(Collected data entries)
+++
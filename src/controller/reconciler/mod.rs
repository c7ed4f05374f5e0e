//! # Reconciler
//!
//! Core reconciliation logic for `KeycloakClient` resources.
//!
//! The reconciler:
//! - Validates the document and resolves its client secret
//! - Runs the reconciliation chain against the Keycloak admin API
//! - Records one condition per chain step, plus `Ready`
//! - Schedules the next attempt from the outcome
//! - Deletes the remote client when the document goes away
//!
//! ## Reconciliation Flow
//!
//! 1. Add the finalizer (or run the terminal pass when deleting)
//! 2. Validate the document
//! 3. Read the client secret from its Kubernetes Secret
//! 4. Connect to Keycloak
//! 5. Run the chain: client, roles, scopes, mappers, service account,
//!    authorization, fine-grained permissions
//! 6. Write status and requeue

pub mod chain;
pub mod reconcile;
pub mod secret;
pub mod status;
pub mod types;
pub mod validation;

// Re-export public API
pub use reconcile::{AttemptOutcome, AttemptPlan, plan_next_attempt, reconcile, run_attempt};
pub use types::{Reconciler, ReconcilerError, TriggerSource};
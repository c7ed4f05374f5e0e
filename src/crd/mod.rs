//! # Custom Resource Definitions
//!
//! CRD types for the Keycloak Client Controller.
//!
//! ## Module Structure
//!
//! - `spec.rs` - Main CRD specification and default values
//! - `client.rs` - Roles, protocol mappers, service account, fine-grained permissions
//! - `authorization.rs` - Authorization scopes, resources, policies and permissions
//! - `status.rs` - Status types for tracking reconciliation state

mod authorization;
mod client;
mod spec;
mod status;

pub use authorization::{
    Authorization, DecisionStrategy, GroupDefinition, Logic, Permission, PermissionKind, Policy,
    PolicyKind, Resource, RoleDefinition, TimePolicy,
};
pub use client::{
    ClientRole, FineGrainedPermission, ProtocolMapper, RealmRole, ScopePermission,
    ServiceAccount, ServiceAccountClientRoles,
};
pub use spec::{
    KeycloakClient, KeycloakClientSpec, ReconciliationStrategy, default_protocol, default_true,
};
pub use status::{Condition, KeycloakClientStatus};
+++
• _Task details_
Given the records above, restate word for word only the lines starting at the one with "pub mod reconcile;" and ending at the one with "account, fine-grained permissions".

• _Answer to the problem_
pub mod reconcile;
pub mod secret;
pub mod status;
pub mod types;
pub mod validation;

// Re-export public API
pub use reconcile::{AttemptOutcome, AttemptPlan, plan_next_attempt, reconcile, run_attempt};
pub use types::{Reconciler, ReconcilerError, TriggerSource};
repository c7ed4f05374f5e0e
filename src/crd/mod.rs
//! # Custom Resource Definitions
//!
//! CRD types for the Keycloak Client Controller.
//!
//! ## Module Structure
//!
//! - `spec.rs` - Main CRD specification and default values
//! - `client.rs` - Roles, protocol mappers, service account, fine-grained permissions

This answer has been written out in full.